** Opening RECORDS FOR THE TASK block **
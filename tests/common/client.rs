//! Test request/reply client.

use board_proto::{Reply, Request, WireFormat, frame_codec};
use bytes::Bytes;
use futures_util::{SinkExt, StreamExt};
use std::net::SocketAddr;
use std::time::Duration;
use tokio::net::TcpStream;
use tokio::time::timeout;
use tokio_util::codec::{Framed, LengthDelimitedCodec};

/// One framed connection to a request/reply endpoint.
pub struct TestClient {
    framed: Framed<TcpStream, LengthDelimitedCodec>,
}

impl TestClient {
    pub async fn connect(addr: SocketAddr) -> anyhow::Result<Self> {
        let stream = TcpStream::connect(addr).await?;
        Ok(Self {
            framed: Framed::new(stream, frame_codec()),
        })
    }

    /// Send one raw frame.
    pub async fn send_raw(&mut self, payload: &[u8]) -> anyhow::Result<()> {
        self.framed.send(Bytes::copy_from_slice(payload)).await?;
        Ok(())
    }

    /// Receive one raw frame, waiting at most `dur`.
    pub async fn recv_raw_timeout(&mut self, dur: Duration) -> anyhow::Result<Bytes> {
        match timeout(dur, self.framed.next()).await? {
            Some(frame) => Ok(frame?.freeze()),
            None => anyhow::bail!("connection closed"),
        }
    }

    /// Send `request` in `format` and decode the reply in the same format.
    pub async fn call(&mut self, format: WireFormat, request: &Request) -> anyhow::Result<Reply> {
        self.send_raw(&format.encode(request)?).await?;
        let raw = self.recv_raw_timeout(Duration::from_secs(5)).await?;
        Ok(format.decode(&raw)?)
    }
}
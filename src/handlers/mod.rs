//! Request handlers.
//!
//! [`Dispatcher`] serves the client-facing endpoint: it detects the wire
//! format, folds the request clock in, routes by service name, and encodes
//! the reply in the format the request arrived in. The [`peer`] module
//! serves the sync and replication endpoints.

mod account;
mod channel;
mod messaging;
pub mod peer;

use crate::error::{ServiceError, ServiceResult};
use crate::state::{Node, unix_now};
use crate::telemetry::{RequestTimer, spans};
use board_proto::{ProtocolError, Request, decode_request};
use bytes::Bytes;
use std::sync::Arc;
use tracing::{Instrument, debug};

/// Client-facing services, including historical aliases.
#[derive(Debug, Clone, Copy, PartialEq, Eq, Hash)]
pub enum Service {
    Login,
    Users,
    Channel,
    Channels,
    Publish,
    Message,
}

impl Service {
    /// Resolve a service name or one of its aliases.
    pub fn parse(name: &str) -> Option<Self> {
        match name {
            "login" => Some(Self::Login),
            "users" | "listar" => Some(Self::Users),
            "channel" | "cadastrarCanal" => Some(Self::Channel),
            "channels" | "listarCanal" => Some(Self::Channels),
            "publish" => Some(Self::Publish),
            "message" => Some(Self::Message),
            _ => None,
        }
    }

    /// Canonical name, echoed in replies and used for replication.
    pub fn as_str(self) -> &'static str {
        match self {
            Self::Login => "login",
            Self::Users => "users",
            Self::Channel => "channel",
            Self::Channels => "channels",
            Self::Publish => "publish",
            Self::Message => "message",
        }
    }
}

/// Routes decoded client requests to their service handler.
#[derive(Clone)]
pub struct Dispatcher {
    node: Arc<Node>,
}

impl Dispatcher {
    pub fn new(node: Arc<Node>) -> Self {
        Self { node }
    }

    /// Handle one raw client request.
    ///
    /// Returns `Ok(None)` when the payload is in neither wire format; such
    /// requests are dropped without a reply.
    pub async fn handle(&self, payload: &[u8]) -> Result<Option<Bytes>, ProtocolError> {
        let Some((format, request)) = decode_request(payload).into_parts() else {
            debug!(len = payload.len(), "Dropping undecodable request");
            crate::metrics::record_request_error("unknown", "undecodable");
            return Ok(None);
        };

        self.node.clock().observe(request.clock());

        let service = request.service().and_then(Service::parse);
        let label = service.map_or("unknown", Service::as_str);
        let span = spans::request(label, format.as_str());
        let reply_service = match (service, request.service()) {
            (Some(service), _) => service.as_str().to_string(),
            (None, Some(name)) => name.to_string(),
            (None, None) => "unknown".to_string(),
        };

        let result = {
            let _timer = RequestTimer::new(label);
            self.route(service, &request).instrument(span).await
        };

        let reply = match result {
            Ok(reply) => reply,
            Err(e) => {
                crate::metrics::record_request_error(label, e.error_code());
                debug!(service = %reply_service, error = %e, "Request rejected");
                e.to_reply(&reply_service, self.node.clock().tick(), unix_now())
            }
        };

        Ok(Some(Bytes::from(format.encode(&reply)?)))
    }

    async fn route(&self, service: Option<Service>, request: &Request) -> ServiceResult {
        let node = &self.node;
        match service {
            Some(Service::Login) => account::login(node, request).await,
            Some(Service::Users) => Ok(account::users(node)),
            Some(Service::Channel) => channel::create(node, request).await,
            Some(Service::Channels) => Ok(channel::list(node)),
            Some(Service::Publish) => messaging::publish(node, request).await,
            Some(Service::Message) => messaging::message(node, request).await,
            None => Err(ServiceError::UnknownService(
                request.service().unwrap_or("unknown").to_string(),
            )),
        }
    }
}
//! boardd - bulletin-board server node.

use boardd::config::Config;
use boardd::{Node, NodeServer};
use tracing::{error, info};

#[tokio::main]
async fn main() -> anyhow::Result<()> {
    boardd::init_tracing();

    let config_path = std::env::args()
        .nth(1)
        .unwrap_or_else(|| "boardd.toml".to_string());

    let config = Config::load(&config_path).map_err(|e| {
        error!(path = %config_path, error = %e, "Failed to load config");
        e
    })?;

    let node = Node::from_config(&config).await?;
    info!(
        node = %node.name(),
        authority = %config.authority.address,
        data_dir = %config.node.data_dir.display(),
        "Starting boardd"
    );

    // metrics_port = 0 disables the HTTP endpoint.
    boardd::http::spawn_metrics(config.node.metrics_port);

    let server = NodeServer::bind(node, &config.listen).await?;
    server.start_background();
    server.run().await;

    Ok(())
}
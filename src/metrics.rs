//! Prometheus metrics collection for boardd.
//!
//! Exposed on the `/metrics` HTTP endpoint when a metrics port is set.
//!
//! - `board_requests_total{service}` - Client requests handled by service
//! - `board_request_duration_seconds{service}` - Request latency histogram
//! - `board_request_errors_total{service,kind}` - Error replies by kind
//! - `board_replication_pushes_total{result}` - Replication sends to peers
//! - `board_elections_total{outcome}` - Elections run by this node
//! - `board_clock_offset_seconds` - Last Berkeley offset estimate
//! - `board_membership_servers` - Live servers known to the authority

use prometheus::{
    Encoder, Gauge, HistogramOpts, HistogramVec, IntCounterVec, IntGauge, Opts, Registry,
    TextEncoder,
};
use std::sync::OnceLock;

/// Global Prometheus registry for all metrics.
pub static REGISTRY: OnceLock<Registry> = OnceLock::new();

pub fn registry() -> &'static Registry {
    REGISTRY.get_or_init(Registry::new)
}

// ========================================================================
// Request handling
// ========================================================================

pub static REQUESTS: OnceLock<IntCounterVec> = OnceLock::new();

pub static REQUEST_LATENCY: OnceLock<HistogramVec> = OnceLock::new();

pub static REQUEST_ERRORS: OnceLock<IntCounterVec> = OnceLock::new();

// ========================================================================
// Coordination
// ========================================================================

/// Replication sends, labelled `ok`, `failed` or `no_membership`.
pub static REPLICATION_PUSHES: OnceLock<IntCounterVec> = OnceLock::new();

/// Elections, labelled by outcome.
pub static ELECTIONS: OnceLock<IntCounterVec> = OnceLock::new();

pub static CLOCK_OFFSET: OnceLock<Gauge> = OnceLock::new();

pub static MEMBERSHIP_SERVERS: OnceLock<IntGauge> = OnceLock::new();

/// Initialize all metrics and register them with the global registry.
pub fn init() {
    let r = registry();

    macro_rules! register {
        ($metric:ident, $init:expr) => {
            match $init {
                Ok(m) => {
                    if let Err(e) = r.register(Box::new(m.clone())) {
                        tracing::warn!(error = %e, concat!("Failed to register metric ", stringify!($metric)));
                    }
                    let _ = $metric.set(m);
                }
                Err(e) => {
                    tracing::warn!(error = %e, concat!("Failed to create metric ", stringify!($metric)));
                }
            }
        };
    }

    register!(REQUESTS, IntCounterVec::new(Opts::new("board_requests_total", "Client requests handled by service"), &["service"]));
    register!(REQUEST_LATENCY, HistogramVec::new(
        HistogramOpts::new("board_request_duration_seconds", "Client request latency by service")
            .buckets(vec![0.0001, 0.0005, 0.001, 0.005, 0.01, 0.05, 0.1, 0.5, 1.0]),
        &["service"]));
    register!(REQUEST_ERRORS, IntCounterVec::new(Opts::new("board_request_errors_total", "Error replies by service and kind"), &["service", "kind"]));
    register!(REPLICATION_PUSHES, IntCounterVec::new(Opts::new("board_replication_pushes_total", "Replication sends to peers"), &["result"]));
    register!(ELECTIONS, IntCounterVec::new(Opts::new("board_elections_total", "Elections run by this node"), &["outcome"]));
    register!(CLOCK_OFFSET, Gauge::new("board_clock_offset_seconds", "Estimated offset from the coordinator clock"));
    register!(MEMBERSHIP_SERVERS, IntGauge::new("board_membership_servers", "Live servers in the membership map"));
}

/// Gather all metrics and encode them in Prometheus text format.
pub fn gather_metrics() -> String {
    let encoder = TextEncoder::new();
    let metric_families = registry().gather();
    let mut buffer = vec![];
    if let Err(e) = encoder.encode(&metric_families, &mut buffer) {
        tracing::error!(error = %e, "Failed to encode Prometheus metrics");
        return String::new();
    }
    match String::from_utf8(buffer) {
        Ok(s) => s,
        Err(e) => {
            tracing::error!(error = %e, "Prometheus metrics were not valid UTF-8");
            String::new()
        }
    }
}

// ============================================================================
// Helpers (no-ops until `init` has run)
// ============================================================================

/// Record a handled request with its latency.
#[inline]
pub fn record_request(service: &str, duration_secs: f64) {
    if let Some(c) = REQUESTS.get() {
        c.with_label_values(&[service]).inc();
    }
    if let Some(h) = REQUEST_LATENCY.get() {
        h.with_label_values(&[service]).observe(duration_secs);
    }
}

/// Record an error reply (or a dropped request).
#[inline]
pub fn record_request_error(service: &str, kind: &str) {
    if let Some(c) = REQUEST_ERRORS.get() {
        c.with_label_values(&[service, kind]).inc();
    }
}

#[inline]
pub fn record_replication(result: &str) {
    if let Some(c) = REPLICATION_PUSHES.get() {
        c.with_label_values(&[result]).inc();
    }
}

#[inline]
pub fn record_election(outcome: &str) {
    if let Some(c) = ELECTIONS.get() {
        c.with_label_values(&[outcome]).inc();
    }
}

#[inline]
pub fn set_clock_offset(offset: f64) {
    if let Some(g) = CLOCK_OFFSET.get() {
        g.set(offset);
    }
}

#[inline]
pub fn set_membership_servers(count: usize) {
    if let Some(g) = MEMBERSHIP_SERVERS.get() {
        g.set(count as i64);
    }
}

#[cfg(test)]
mod tests {
    use super::*;

    #[test]
    fn test_metrics_lifecycle() {
        // Safe to call more than once; later calls only log.
        init();
        init();

        record_request("login", 0.001);
        record_request_error("login", "user_exists");
        record_election("won");

        let output = gather_metrics();
        assert!(output.contains("board_requests_total"));
        assert!(output.contains("board_request_errors_total"));
        assert!(output.contains("board_elections_total"));
    }
}
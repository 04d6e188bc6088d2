//! Lamport logical clock carried by every message.

/// A Lamport logical clock for ordering events across nodes.
///
/// The value never decreases. Local events and outbound messages call
/// [`tick`](Self::tick); every inbound clock value is folded in with
/// [`update`](Self::update) before the next tick.
///
/// # Example
///
/// ```rust
/// use board_proto::LamportClock;
///
/// let mut clock = LamportClock::new();
/// clock.tick();
/// clock.tick();
/// assert_eq!(clock.value(), 2);
///
/// // Receiving a message stamped 7 only raises the floor.
/// assert_eq!(clock.update(7), 7);
/// assert_eq!(clock.tick(), 8);
///
/// // An older remote value never moves the clock backwards.
/// assert_eq!(clock.update(3), 8);
/// ```
#[derive(Debug, Clone, Copy, Default, PartialEq, Eq, PartialOrd, Ord, Hash)]
pub struct LamportClock {
    value: u64,
}

impl LamportClock {
    /// Creates a new clock initialized to 0.
    #[must_use]
    pub const fn new() -> Self {
        Self { value: 0 }
    }

    /// Creates a clock with a specific initial value.
    #[must_use]
    pub const fn with_value(value: u64) -> Self {
        Self { value }
    }

    /// Returns the current clock value.
    #[must_use]
    pub const fn value(&self) -> u64 {
        self.value
    }

    /// Increments the clock for a local event and returns the new value.
    pub fn tick(&mut self) -> u64 {
        self.value += 1;
        self.value
    }

    /// Folds a remote clock value in: `max(self, remote)`.
    ///
    /// Unlike a merge-and-advance, this does not tick; callers tick
    /// separately when they produce the next outbound message.
    pub fn update(&mut self, remote: u64) -> u64 {
        self.value = self.value.max(remote);
        self.value
    }
}
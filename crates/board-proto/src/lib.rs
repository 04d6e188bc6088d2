//! # board-proto
//!
//! Wire protocol shared by the bulletin-board server nodes, the membership
//! authority and their clients.
//!
//! ## Features
//!
//! - Lamport logical clock carried by every message
//! - Typed request, reply, announcement and notification envelopes
//! - Dual wire encoding: MessagePack (preferred) with a JSON fallback,
//!   auto-detected per message and mirrored on the reply
//! - Fan-out bus frames (subscribe / unsubscribe / publication)
//! - Optional Tokio codec for length-delimited request/reply framing
//!
//! ## Quick Start
//!
//! ```rust
//! use board_proto::{decode_request, encode, Decoded, Request, RequestData};
//!
//! let request = Request::new("login", RequestData::default().with_user("alice"));
//! let bytes = encode(board_proto::WireFormat::Binary, &request).unwrap();
//!
//! match decode_request(&bytes) {
//!     Decoded::Binary(req) => assert_eq!(req.service(), Some("login")),
//!     other => panic!("unexpected {:?}", other),
//! }
//! ```

#![deny(clippy::all)]
#![warn(missing_docs)]

pub mod bus;
pub mod clock;
pub mod codec;
pub mod error;
#[cfg(feature = "tokio")]
pub mod frame;
pub mod message;
pub mod status;

pub use self::bus::{BusFrame, Publication};
pub use self::clock::LamportClock;
pub use self::codec::{decode_any, decode_as, decode_request, encode, Decoded, WireFormat};
pub use self::error::{ProtocolError, Result};
#[cfg(feature = "tokio")]
pub use self::frame::{frame_codec, MAX_FRAME_LEN};
pub use self::message::{
    Announcement, AnnouncementData, Notification, Reply, ReplyData, ReplicationAck, Request,
    RequestData, ServerEntry,
};

/// Topic on which coordinator announcements travel.
pub const SERVERS_TOPIC: &str = "servers";
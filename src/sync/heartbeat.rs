//! Registration with the membership authority and the heartbeat loop.

use crate::network::HeartbeatStatus;
use crate::state::Node;
use std::sync::Arc;
use tracing::{debug, info, warn};

/// Register until the authority answers; returns the assigned rank.
pub async fn register(node: &Node) -> u64 {
    loop {
        match node.membership().register(node.name()).await {
            Ok(rank) => {
                node.election().set_rank(rank);
                info!(rank, "Registered with membership authority");
                return rank;
            }
            Err(e) => {
                warn!(error = %e, "Registration failed, retrying");
                tokio::time::sleep(node.timing().heartbeat_interval()).await;
            }
        }
    }
}

/// One heartbeat. Re-registers if the authority has forgotten this node.
pub async fn beat(node: &Node) {
    match node.membership().heartbeat(node.name()).await {
        Ok(HeartbeatStatus::Ok) => debug!("Heartbeat acknowledged"),
        Ok(HeartbeatStatus::Unknown) => {
            warn!("Authority no longer knows this node, re-registering");
            match node.membership().register(node.name()).await {
                Ok(rank) => {
                    node.election().set_rank(rank);
                    info!(rank, "Re-registered with membership authority");
                }
                Err(e) => warn!(error = %e, "Re-registration failed"),
            }
        }
        Err(e) => warn!(error = %e, "Heartbeat failed"),
    }
}

/// Heartbeat every heartbeat interval for the lifetime of the process.
pub async fn run(node: Arc<Node>) {
    let mut ticker = tokio::time::interval(node.timing().heartbeat_interval());
    ticker.tick().await;
    loop {
        ticker.tick().await;
        beat(&node).await;
    }
}

#[cfg(test)]
mod tests {
    use super::*;
    use crate::testing::TestCluster;

    #[tokio::test]
    async fn register_sets_rank() {
        let cluster = TestCluster::new();
        cluster.register("other");
        let node = cluster.node("a").await;
        assert_eq!(register(&node).await, 2);
        assert_eq!(node.election().own_rank(), Some(2));
    }

    #[tokio::test]
    async fn pruned_node_gets_a_new_rank() {
        let cluster = TestCluster::new();
        let node = cluster.node("a").await;
        assert_eq!(register(&node).await, 1);

        cluster.membership.expire_all();
        beat(&node).await;
        assert_eq!(node.election().own_rank(), Some(2));
    }

    #[tokio::test]
    async fn outage_keeps_rank() {
        let cluster = TestCluster::new();
        let node = cluster.node("a").await;
        register(&node).await;
        cluster.membership.set_down(true);
        beat(&node).await;
        assert_eq!(node.election().own_rank(), Some(1));
    }
}
//! [`FanoutBus`] implementations.
//!
//! - [`LocalBus`]: in-process, over a broadcast channel.
//! - [`TcpBus`]: an external relay speaking [`BusFrame`]s inside
//!   length-delimited frames.

use super::traits::{BusSubscription, FanoutBus};
use crate::error::TransportError;
use async_trait::async_trait;
use board_proto::{BusFrame, Publication, frame_codec};
use bytes::Bytes;
use futures_util::{SinkExt, StreamExt};
use std::collections::HashSet;
use std::sync::OnceLock;
use std::time::Duration;
use tokio::net::TcpStream;
use tokio::sync::{broadcast, mpsc};
use tokio_util::codec::{Framed, LengthDelimitedCodec};
use tracing::{debug, info, warn};

const SUBSCRIPTION_BUFFER: usize = 256;
const PUBLISH_QUEUE: usize = 256;

// ============================================================================
// LocalBus
// ============================================================================

/// In-process bus. Clones share the same topic space.
#[derive(Clone)]
pub struct LocalBus {
    tx: broadcast::Sender<Publication>,
}

impl LocalBus {
    pub fn new(capacity: usize) -> Self {
        let (tx, _) = broadcast::channel(capacity);
        Self { tx }
    }
}

impl Default for LocalBus {
    fn default() -> Self {
        Self::new(1024)
    }
}

#[async_trait]
impl FanoutBus for LocalBus {
    async fn publish(&self, topic: &str, payload: Bytes) -> Result<(), TransportError> {
        // No subscribers is not an error.
        let _ = self.tx.send(Publication::new(topic, payload));
        Ok(())
    }

    async fn subscribe(&self, topics: &[&str]) -> Result<BusSubscription, TransportError> {
        let topics: HashSet<String> = topics.iter().map(|t| t.to_string()).collect();
        let mut source = self.tx.subscribe();
        let (tx, rx) = mpsc::channel(SUBSCRIPTION_BUFFER);

        tokio::spawn(async move {
            loop {
                match source.recv().await {
                    Ok(publication) => {
                        if topics.contains(&publication.topic) && tx.send(publication).await.is_err()
                        {
                            break;
                        }
                    }
                    Err(broadcast::error::RecvError::Lagged(skipped)) => {
                        warn!(skipped, "Bus subscriber lagged");
                    }
                    Err(broadcast::error::RecvError::Closed) => break,
                }
            }
        });

        Ok(BusSubscription::new(rx))
    }
}

// ============================================================================
// TcpBus
// ============================================================================

type Conn = Framed<TcpStream, LengthDelimitedCodec>;

/// Client of an external relay with separate publish and subscribe addresses.
///
/// Publishing never waits on the relay: frames go to a bounded queue that a
/// background task drains, and frames that do not fit are dropped.
pub struct TcpBus {
    publish_addr: String,
    subscribe_addr: String,
    queue: OnceLock<mpsc::Sender<Bytes>>,
    send_timeout: Duration,
    reconnect_delay: Duration,
}

impl TcpBus {
    pub fn new(publish_addr: impl Into<String>, subscribe_addr: impl Into<String>) -> Self {
        Self {
            publish_addr: publish_addr.into(),
            subscribe_addr: subscribe_addr.into(),
            queue: OnceLock::new(),
            send_timeout: Duration::from_secs(2),
            reconnect_delay: Duration::from_secs(1),
        }
    }

    /// Bound on connecting to the relay and writing one frame.
    pub fn with_send_timeout(mut self, timeout: Duration) -> Self {
        self.send_timeout = timeout;
        self
    }

    async fn connect(addr: &str) -> Result<Conn, TransportError> {
        let stream = TcpStream::connect(addr)
            .await
            .map_err(|source| TransportError::Connect {
                addr: addr.to_string(),
                source,
            })?;
        stream.set_nodelay(true)?;
        Ok(Framed::new(stream, frame_codec()))
    }

    async fn open_subscription(addr: &str, topics: &[String]) -> Result<Conn, TransportError> {
        let mut conn = Self::connect(addr).await?;
        for topic in topics {
            conn.send(BusFrame::Subscribe(topic.clone()).to_bytes()?)
                .await?;
        }
        Ok(conn)
    }

    /// Queue feeding the publisher task, started on first use.
    fn queue(&self) -> &mpsc::Sender<Bytes> {
        self.queue.get_or_init(|| {
            let (tx, rx) = mpsc::channel(PUBLISH_QUEUE);
            tokio::spawn(drain_publications(
                self.publish_addr.clone(),
                rx,
                self.send_timeout,
            ));
            tx
        })
    }
}

async fn deliver(addr: &str, slot: &mut Option<Conn>, frame: Bytes) -> Result<(), TransportError> {
    if slot.is_none() {
        *slot = Some(TcpBus::connect(addr).await?);
    }
    let conn = slot.as_mut().ok_or(TransportError::Closed)?;
    conn.send(frame).await?;
    Ok(())
}

/// Write queued frames to the relay, one at a time, each within `timeout`.
async fn drain_publications(addr: String, mut queue: mpsc::Receiver<Bytes>, timeout: Duration) {
    let mut slot: Option<Conn> = None;
    while let Some(frame) = queue.recv().await {
        let result = match tokio::time::timeout(timeout, deliver(&addr, &mut slot, frame)).await {
            Ok(result) => result,
            Err(_) => Err(TransportError::Timeout(timeout)),
        };
        if let Err(e) = result {
            warn!(%addr, error = %e, "Bus publish failed, dropping connection");
            slot = None;
        }
    }
}

#[async_trait]
impl FanoutBus for TcpBus {
    async fn publish(&self, topic: &str, payload: Bytes) -> Result<(), TransportError> {
        let frame = BusFrame::Publish(Publication::new(topic, payload)).to_bytes()?;
        match self.queue().try_send(frame) {
            Ok(()) => Ok(()),
            Err(mpsc::error::TrySendError::Full(_)) => {
                warn!(topic, "Bus publish queue full, dropping publication");
                Ok(())
            }
            Err(mpsc::error::TrySendError::Closed(_)) => Err(TransportError::Closed),
        }
    }

    async fn subscribe(&self, topics: &[&str]) -> Result<BusSubscription, TransportError> {
        let topics: Vec<String> = topics.iter().map(|t| t.to_string()).collect();
        let addr = self.subscribe_addr.clone();
        let delay = self.reconnect_delay;
        // First connection is synchronous so the caller sees a bad address.
        let mut conn = Self::open_subscription(&addr, &topics).await?;
        info!(%addr, ?topics, "Subscribed to bus");

        let (tx, rx) = mpsc::channel(SUBSCRIPTION_BUFFER);
        tokio::spawn(async move {
            loop {
                while let Some(frame) = conn.next().await {
                    let publication = match frame
                        .map_err(TransportError::from)
                        .and_then(|f| BusFrame::decode(f.freeze()).map_err(Into::into))
                    {
                        Ok(BusFrame::Publish(publication)) => publication,
                        Ok(other) => {
                            debug!(?other, "Ignoring non-publication bus frame");
                            continue;
                        }
                        Err(e) => {
                            warn!(error = %e, "Bus stream error");
                            break;
                        }
                    };
                    if tx.send(publication).await.is_err() {
                        return;
                    }
                }

                // Relay went away: resubscribe until it is back.
                loop {
                    if tx.is_closed() {
                        return;
                    }
                    tokio::time::sleep(delay).await;
                    match Self::open_subscription(&addr, &topics).await {
                        Ok(fresh) => {
                            info!(%addr, "Resubscribed to bus");
                            conn = fresh;
                            break;
                        }
                        Err(e) => debug!(%addr, error = %e, "Bus reconnect failed"),
                    }
                }
            }
        });

        Ok(BusSubscription::new(rx))
    }
}

#[cfg(test)]
mod tests {
    use super::*;
    use tokio::net::TcpListener;

    #[tokio::test]
    async fn local_bus_delivers_exact_topics() {
        let bus = LocalBus::default();
        let mut sub = bus.subscribe(&["geral"]).await.unwrap();

        bus.publish("geral2", Bytes::from_static(b"no")).await.unwrap();
        bus.publish("geral", Bytes::from_static(b"yes")).await.unwrap();

        let got = sub.recv().await.unwrap();
        assert_eq!(got.topic, "geral");
        assert_eq!(got.payload.as_ref(), b"yes");
    }

    #[tokio::test]
    async fn local_bus_publish_without_subscribers() {
        let bus = LocalBus::new(4);
        assert!(bus.publish("servers", Bytes::new()).await.is_ok());
    }

    #[tokio::test]
    async fn tcp_bus_speaks_relay_frames() {
        let relay = TcpListener::bind("127.0.0.1:0").await.unwrap();
        let addr = relay.local_addr().unwrap().to_string();
        let bus = TcpBus::new(addr.clone(), addr);

        // Subscriber side of the relay: expect a subscribe, push one publication.
        let relay_task = tokio::spawn(async move {
            let (stream, _) = relay.accept().await.unwrap();
            let mut conn = Framed::new(stream, frame_codec());
            let first = conn.next().await.unwrap().unwrap();
            assert_eq!(
                BusFrame::decode(first.freeze()).unwrap(),
                BusFrame::Subscribe("servers".into())
            );
            let frame = BusFrame::Publish(Publication::new("servers", &b"hello"[..]));
            conn.send(frame.to_bytes().unwrap()).await.unwrap();

            // Publisher side.
            let (stream, _) = relay.accept().await.unwrap();
            let mut conn = Framed::new(stream, frame_codec());
            let published = conn.next().await.unwrap().unwrap();
            BusFrame::decode(published.freeze()).unwrap()
        });

        let mut sub = bus.subscribe(&["servers"]).await.unwrap();
        let got = sub.recv().await.unwrap();
        assert_eq!(got.payload.as_ref(), b"hello");

        bus.publish("geral", Bytes::from_static(b"hi")).await.unwrap();
        let published = relay_task.await.unwrap();
        assert_eq!(
            published,
            BusFrame::Publish(Publication::new("geral", &b"hi"[..]))
        );
    }

    #[tokio::test]
    async fn stalled_relay_does_not_block_publishers() {
        let relay = TcpListener::bind("127.0.0.1:0").await.unwrap();
        let addr = relay.local_addr().unwrap().to_string();
        let bus = TcpBus::new(addr.clone(), addr).with_send_timeout(Duration::from_millis(200));

        let payload = Bytes::from(vec![0u8; 1024 * 1024]);
        let published = tokio::time::timeout(Duration::from_secs(2), async {
            for _ in 0..16 {
                bus.publish("geral", payload.clone()).await.unwrap();
            }
        })
        .await;
        assert!(published.is_ok(), "publish waited on the relay");

        // Accept without ever reading; the stalled write is abandoned and
        // the publisher dials again.
        let (_stalled, _) = relay.accept().await.unwrap();
        let again = tokio::time::timeout(Duration::from_secs(5), relay.accept()).await;
        assert!(again.is_ok(), "publisher never reconnected");
    }
}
** Closing RECORDS FOR THE TASK block **
• **PROBLEM REQUIREMENTS**
Nothing but the lines from the one with "published = tokio::time::timeout(Duration::from_secs(2), async" through the last line of the records above should be retyped, and those word for word.

• **COMPLETED EXERCISE**
        let published = tokio::time::timeout(Duration::from_secs(2), async {
            for _ in 0..16 {
                bus.publish("geral", payload.clone()).await.unwrap();
            }
        })
        .await;
        assert!(published.is_ok(), "publish waited on the relay");

        // Accept without ever reading; the stalled write is abandoned and
        // the publisher dials again.
        let (_stalled, _) = relay.accept().await.unwrap();
        let again = tokio::time::timeout(Duration::from_secs(5), relay.accept()).await;
        assert!(again.is_ok(), "publisher never reconnected");
    }
}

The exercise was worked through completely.